“What’s wrong with you? Why aren’t you writing?” My inner Critic has her finger wagging at me this morning because it has been six weeks since I wrote a blog entry.
In fact, I haven’t been writing much of anything lately, though I did manage with some effort to put out my monthly newsletter the beginning of the month.
It is not for lack of ideas that swirl around and through my mind, but none have become words on a screen, except for the necessity of daily emails. There is an inner ferment that I don’t comprehend and it is easily kept hidden.
Summer is the perfect time to take a break from doing anything. Half of my neighbors are gone vacationing, for example. I have grown an amazing bronze just from enjoying our condo’s pool.
People who see me ask if I have just returned from vacation. “No,” I say, “I work from home and take my lunch hour at the pool.” How blessed am I!

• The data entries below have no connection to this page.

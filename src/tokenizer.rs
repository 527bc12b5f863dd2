// tokenizer.rs
// Description: Comma separated tokenizer for the visualizer input text.
// History:
// - 2026-10-17: Replace the BPE tokenizer with plain comma splitting.

pub const TOKEN_SEPARATOR: char = ',';

// Splits on commas, trims each piece and drops empty pieces.
pub fn tokenize(s_text: &str) -> Vec<String> {
    s_text
        .split(TOKEN_SEPARATOR)
        .map(str::trim)
        .filter(|s| !s.is_empty())
        .map(str::to_string)
        .collect()
}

Still, I am aware of thoughts and ideas that will eventually seek life on a page. And if I ever hope to produce the book that is inside me, I’ll have to find a disciplined rhythm of writing that will permit others to share in what is arising in me instead of hoarding them within me.
So I celebrate this day by valuing the fermenting inside me and offer my intention to climb over the resistance and petty excuses for not writing even a few paragraphs every day, something of the awareness that is bubbling up within me.
Today I am waking and stirring. Tomorrow I intend to wake and stretch.